Engineering Minute

Engineering Minute – Respiratory Monitor Made Using Children’s Toy

  •  
  •  
  •  
  •  
  •  

Researchers at the University of California, Irvine have developed a disposable, wearable respiratory monitor that provides continuous readings of a patient's respiratory health. The respiratory monitor was designed to help children suffering from asthma, cystic fibrosis, or other chronic lung conditions where constant monitoring is beneficial to the patient. To make the sensor, scientists turned to a popular children's toy, Shrinky Dinks. The team's research was recently published in the journal npj Digital Medicine.

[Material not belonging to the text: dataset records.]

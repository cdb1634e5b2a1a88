// Copyright (c) 2026 rezky_nightky

//! Property-based invariant tests for the rain simulation.
//!
//! Every case runs the effect on a `HeadlessHost` with a fixed seed drawn by
//! proptest, so failures shrink to a reproducible configuration.
//!
//! 1. `mass == radius²` for every live droplet after any number of frames.
//! 2. The active count never exceeds the pool capacity.
//! 3. Trails stay within their length bound.
//! 4. A falling droplet's trail is ordered most-recent-first.
//! 5. Merging conserves area and momentum.
//! 6. Lightning flashes decay to exactly zero.
//! 7. `reset()` leaves an empty, calm, running effect.

use proptest::prelude::*;
use rainglass::{HeadlessHost, RainConfig, RainEffect, SpawnOverrides};

// ── Helpers ─────────────────────────────────────────────────────────────

const WIDTH: f32 = 320.0;
const HEIGHT: f32 = 240.0;

fn effect(cfg: RainConfig) -> RainEffect<HeadlessHost> {
    let mut host = HeadlessHost::new();
    let stage = host.stage();
    RainEffect::new(host, stage, WIDTH, HEIGHT, cfg).expect("headless host supports everything")
}

fn busy_config_strategy() -> impl Strategy<Value = RainConfig> {
    (
        1usize..=120,
        0.0f32..6.0,
        0.0f32..1.0,
        0.0f32..2.0,
        (0.5f32..4.0, 0.0f32..6.0),
        0usize..=16,
        any::<u64>(),
    )
        .prop_map(
            |(max_droplets, spawn_rate, gravity, merge_distance, (min_r, extra), trail, seed)| {
                RainConfig {
                    max_droplets,
                    spawn_rate,
                    gravity,
                    merge_distance,
                    min_droplet_radius: min_r,
                    max_droplet_radius: min_r + extra,
                    trail_max_length: trail,
                    lightning_interval: (5.0, 40.0),
                    stick_chance: 0.05,
                    seed: Some(seed),
                    ..Default::default()
                }
            },
        )
}

fn calm_config(seed: u64) -> RainConfig {
    RainConfig {
        spawn_rate: 0.0,
        surface_tension: 0.0,
        stick_chance: 0.0,
        enable_lightning: false,
        droplet_life: (10_000.0, 10_000.0),
        seed: Some(seed),
        ..Default::default()
    }
}

// ═════════════════════════════════════════════════════════════════════════
// 1-3. Structural invariants under load
// ═════════════════════════════════════════════════════════════════════════

proptest! {
    #[test]
    fn busy_rain_keeps_structural_invariants(
        cfg in busy_config_strategy(),
        frames in 1usize..120,
        dt in 0.1f32..4.0,
    ) {
        let capacity = cfg.max_droplets;
        let trail_max = cfg.trail_max_length;
        let mut rain = effect(cfg);

        for _ in 0..frames {
            rain.tick(dt);
            prop_assert!(rain.droplet_count() <= capacity);
            prop_assert_eq!(rain.droplets().count(), rain.droplet_count());
            for d in rain.droplets() {
                prop_assert_eq!(d.mass(), d.radius() * d.radius());
                prop_assert!(d.trail_len() <= trail_max);
                prop_assert!(!d.is_merged());
            }
        }
    }
}

proptest! {
    #[test]
    fn overfilling_the_pool_returns_none(extra in 1usize..20, seed in any::<u64>()) {
        let mut rain = effect(RainConfig { max_droplets: 8, ..calm_config(seed) });
        for i in 0..8 {
            let spawned = rain.spawn_droplet_at(20.0 + i as f32 * 30.0, 50.0, SpawnOverrides::default());
            prop_assert!(spawned.is_some());
        }
        let before: Vec<(f32, f32, f32)> = rain.droplets().map(|d| (d.x, d.y, d.radius())).collect();
        for _ in 0..extra {
            prop_assert!(rain.spawn_droplet_at(10.0, 10.0, SpawnOverrides::default()).is_none());
        }
        let after: Vec<(f32, f32, f32)> = rain.droplets().map(|d| (d.x, d.y, d.radius())).collect();
        prop_assert_eq!(before, after);
    }
}

// ═════════════════════════════════════════════════════════════════════════
// 4. Trails are most-recent-first
// ═════════════════════════════════════════════════════════════════════════

proptest! {
    #[test]
    fn falling_trail_is_newest_first(
        gravity in 0.2f32..2.0,
        frames in 2usize..60,
        seed in any::<u64>(),
    ) {
        let mut rain = effect(RainConfig {
            gravity,
            terminal_velocity: 20.0,
            trail_max_length: 8,
            ..calm_config(seed)
        });
        let id = rain
            .spawn_droplet_at(WIDTH / 2.0, 0.0, SpawnOverrides { radius: Some(3.0), ..Default::default() })
            .expect("empty pool");

        for _ in 0..frames {
            rain.tick(1.0);
        }
        if let Some(d) = rain.droplet(id) {
            let ys: Vec<f32> = d.trail().map(|p| p.y).collect();
            prop_assert!(ys.len() <= 8);
            for w in ys.windows(2) {
                prop_assert!(w[0] > w[1], "trail not newest-first: {:?}", ys);
            }
        }
    }
}

// ═════════════════════════════════════════════════════════════════════════
// 5. Merge conserves area and momentum
// ═════════════════════════════════════════════════════════════════════════

proptest! {
    #[test]
    fn merge_conserves_area_and_momentum(
        r1 in 2.0f32..6.0,
        r2 in 2.0f32..6.0,
        vx1 in -0.5f32..0.5,
        vx2 in -0.5f32..0.5,
        seed in any::<u64>(),
    ) {
        let mut rain = effect(RainConfig {
            gravity: 0.0,
            merge_distance: 1.0,
            ..calm_config(seed)
        });
        rain.spawn_droplet_at(160.0, 120.0, SpawnOverrides { radius: Some(r1), vx: Some(vx1), vy: Some(0.0) });
        rain.spawn_droplet_at(160.5, 120.0, SpawnOverrides { radius: Some(r2), vx: Some(vx2), vy: Some(0.0) });
        rain.tick(1.0);

        prop_assert_eq!(rain.droplet_count(), 1);
        let d = rain.droplets().next().expect("one survivor");
        let expected_r = (r1 * r1 + r2 * r2).sqrt();
        prop_assert!((d.radius() - expected_r).abs() < 1e-4);

        let (m1, m2) = (r1 * r1, r2 * r2);
        let expected_vx = 0.98 * (m1 * vx1 + m2 * vx2) / (m1 + m2);
        prop_assert!((d.vx - expected_vx).abs() < 1e-4, "vx {} expected {}", d.vx, expected_vx);
    }
}

// ═════════════════════════════════════════════════════════════════════════
// 6. Lightning decays to exact zero
// ═════════════════════════════════════════════════════════════════════════

proptest! {
    #[test]
    fn lightning_settles_to_zero(dt in 0.1f32..4.0, seed in any::<u64>()) {
        let mut rain = effect(RainConfig {
            enable_lightning: true,
            lightning_interval: (1e9, 1e9),
            ..calm_config(seed)
        });
        rain.trigger_lightning();
        prop_assert!(rain.lightning().intensity() > 0.0);

        let mut last = rain.lightning().intensity();
        let mut frames = 0;
        while rain.lightning().intensity() > 0.0 || rain.lightning().shake() != (0.0, 0.0) {
            rain.tick(dt);
            prop_assert!(rain.lightning().intensity() <= last);
            last = rain.lightning().intensity();
            frames += 1;
            prop_assert!(frames < 100, "flash never settled");
        }
        prop_assert_eq!(rain.lightning().intensity(), 0.0);
        prop_assert_eq!(rain.lightning().shake(), (0.0, 0.0));
    }
}

// ═════════════════════════════════════════════════════════════════════════
// 7. Reset
// ═════════════════════════════════════════════════════════════════════════

proptest! {
    #[test]
    fn reset_always_yields_calm_running_effect(
        cfg in busy_config_strategy(),
        frames in 0usize..60,
        stop_first in any::<bool>(),
    ) {
        let mut rain = effect(cfg);
        for _ in 0..frames {
            rain.tick(1.0);
        }
        rain.trigger_lightning();
        if stop_first {
            rain.stop();
        }
        rain.reset();

        prop_assert_eq!(rain.droplet_count(), 0);
        prop_assert_eq!(rain.lightning().intensity(), 0.0);
        prop_assert_eq!(rain.lightning().shake(), (0.0, 0.0));
        prop_assert!(rain.running());
    }
}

wearable respiratory monitor
The paired sensors — one placed between the ninth and 10th ribs and the other on the abdomen — track the rate and volume of the wearer’s respiration by measuring the local strain on the application areas. Credit: University of California, Irvine

“The current standard of care in respiration monitoring is a pulmonary function test that’s often difficult to perform and limited in terms of the snapshot it provides of a patient’s respiratory health – meaning problems can sometimes be missed,” says Michael Chu, graduate student researcher in biomedical engineering at University of California, Irving and lead author of the study. “Our new stretch sensors allow users to walk around and go about their lives while vital information on the health of their lungs is being collected.”

 

From the University of California, Irvine article: "Placed in two positions – one between the ninth and 10th ribs and another on the abdomen – the Band-Aid-like devices track the rate and volume of the wearer’s respiration by measuring the local strain on the application areas. The information gleaned could, in the case of asthma, help warn of an oncoming attack.

The devices are made by applying a very thin layer of metal to a sheet of the plastic toy and then heat-shrinking it to cause corrugation. The film is then transferred to a soft, stretchy material – similar to small bandage – that can be adhered to a patient. Signals from embedded sensors can be transmitted via Bluetooth to be displayed on a smartphone app."